Stored data
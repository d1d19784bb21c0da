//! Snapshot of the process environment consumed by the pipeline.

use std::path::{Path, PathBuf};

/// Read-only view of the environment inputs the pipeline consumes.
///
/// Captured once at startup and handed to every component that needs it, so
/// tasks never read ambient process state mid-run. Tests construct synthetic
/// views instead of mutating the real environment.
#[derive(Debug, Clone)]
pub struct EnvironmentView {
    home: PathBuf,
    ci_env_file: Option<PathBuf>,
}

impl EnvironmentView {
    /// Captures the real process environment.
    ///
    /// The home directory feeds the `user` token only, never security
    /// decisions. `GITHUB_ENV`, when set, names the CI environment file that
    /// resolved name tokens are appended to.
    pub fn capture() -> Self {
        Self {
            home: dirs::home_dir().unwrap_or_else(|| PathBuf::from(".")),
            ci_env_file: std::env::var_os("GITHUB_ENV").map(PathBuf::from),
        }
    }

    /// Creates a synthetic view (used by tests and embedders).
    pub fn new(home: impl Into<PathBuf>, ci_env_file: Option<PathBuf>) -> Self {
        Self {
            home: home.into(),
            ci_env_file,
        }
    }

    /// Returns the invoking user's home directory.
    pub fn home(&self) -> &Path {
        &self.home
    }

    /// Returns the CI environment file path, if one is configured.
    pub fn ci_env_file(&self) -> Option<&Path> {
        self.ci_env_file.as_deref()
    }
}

== Exercise prompt ==
The answer must consist of every line in the records above that contains the word "real".

== Answer box ==
/// views instead of mutating the real environment.
    /// Captures the real process environment.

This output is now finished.